Doch obwohl er die See liebte, wusste er, dass sie unberechenbar war. Es gab plötzliche Böen. Tiefes Wasser an Stellen, an denen es am Tag zuvor noch flach gewesen war. Es gab Strömungen, die selbst den stärksten Schwimmer mit sich reißen und umbringen konnten. Doch er liebte die Kraft und die Schönheit der See, auch wenn sie nicht ungefährlich war.
Als Dan jetzt den Kopf zur Seite wandte, um ein letztes Mal Luft zu holen, bevor er mit vier weiteren Kraulschlägen den Strand erreichen würde, sah er eine Frau neben seinen abgelegten Kleidern stehen. Mit der Hand schirmte sie die Augen vor der Morgensonne ab. Sie wirkte wie jemand, der seinetwegen gekommen war, nicht wie eine Spaziergängerin, die nur kurz einem Schwimmer zusehen wollte.
„Was zum Teufel …“, murmelte Dan und schluckte unabsichtlich einen Schwall Salzwasser. Seine Leute wussten, dass er um diese Zeit nicht gestört werden wollte.
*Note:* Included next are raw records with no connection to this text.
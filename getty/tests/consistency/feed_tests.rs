use super::support::*;

async fn seeded() -> (MemoryStore, SocialGraph<MemoryStore>, PostRepository<MemoryStore>) {
    let store = MemoryStore::new();
    let graph = SocialGraph::new(store.clone());
    let posts = PostRepository::new(store.clone());

    graph.follow("bob", "alice").await.unwrap();
    graph.follow("bob", "carol").await.unwrap();
    publish(&posts, "alice", day(2024, 1, 6)).await;
    publish(&posts, "alice", day(2024, 1, 5)).await;
    publish(&posts, "carol", day(2024, 1, 4)).await;
    publish(&posts, "bob", day(2024, 1, 7)).await;
    (store, graph, posts)
}

fn owners(posts: &[Post]) -> Vec<String> {
    posts
        .iter()
        .map(|post| format!("{}/{}", post.user_id, post.date_key))
        .collect()
}

#[tokio::test]
async fn feed_groups_posts_by_followed_user() {
    let (_, graph, posts) = seeded().await;
    let feed = FeedAggregator::new(graph, posts).get_home_feed("bob").await.unwrap();

    assert_eq!(
        owners(&feed.posts),
        vec!["alice/2024_01_05", "alice/2024_01_06", "carol/2024_01_04"]
    );
    assert!(feed.skipped.is_empty());
}

#[tokio::test]
async fn own_posts_come_first_when_requested() {
    let (_, graph, posts) = seeded().await;
    let feed = FeedAggregator::new(graph, posts)
        .with_own_posts(true)
        .get_home_feed("bob")
        .await
        .unwrap();

    assert_eq!(owners(&feed.posts)[0], "bob/2024_01_07");
    assert_eq!(feed.posts.len(), 4);
}

#[tokio::test]
async fn user_following_nobody_gets_an_empty_feed() {
    let store = MemoryStore::new();
    let feed = FeedAggregator::new(SocialGraph::new(store.clone()), PostRepository::new(store))
        .get_home_feed("newcomer")
        .await
        .unwrap();
    assert!(feed.posts.is_empty());
}

#[tokio::test]
async fn one_unreadable_user_fails_the_whole_feed_by_default() {
    let (store, graph, posts) = seeded().await;
    store.fail_path(posts_path("carol").unwrap(), FaultOp::Read);

    let err = FeedAggregator::new(graph, posts).get_home_feed("bob").await.unwrap_err();
    assert_eq!(err.kind(), ErrorKind::Transport);
}

#[tokio::test]
async fn best_effort_feed_skips_unreadable_users() {
    let (store, graph, posts) = seeded().await;
    store.fail_path(posts_path("carol").unwrap(), FaultOp::Read);

    let feed = FeedAggregator::new(graph, posts)
        .with_policy(FeedPolicy::BestEffort)
        .get_home_feed("bob")
        .await
        .unwrap();
    assert_eq!(owners(&feed.posts), vec!["alice/2024_01_05", "alice/2024_01_06"]);
    assert_eq!(feed.skipped.len(), 1);
    assert_eq!(feed.skipped[0].user_id, "carol");
}

#[tokio::test]
async fn illegal_ids_in_following_are_ignored() {
    let (store, graph, posts) = seeded().await;
    store
        .set(
            &friends_path("bob").unwrap(),
            json!({"id": "bob", "following": ["alice", "not/a/user"]}),
        )
        .await
        .unwrap();

    let feed = FeedAggregator::new(graph, posts).get_home_feed("bob").await.unwrap();
    assert_eq!(feed.posts.len(), 2);
}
Er kam im brusthohen Wasser auf die Füße und musterte die Frau.
Sie war nicht von hier, denn dann würde er sie kennen. Sie war groß für eine Frau, stellte er fest, wahrscheinlich höchstens einen Kopf kleiner als er. Ihr rostbraunes Haar trug sie zu einem Knoten zusammengebunden. In ihrem grünen Kostüm wirkte sie am Strand deplatziert. Sie hielt ihre braunen Pumps in einer Hand und sah sogar auf die Entfernung genervt aus.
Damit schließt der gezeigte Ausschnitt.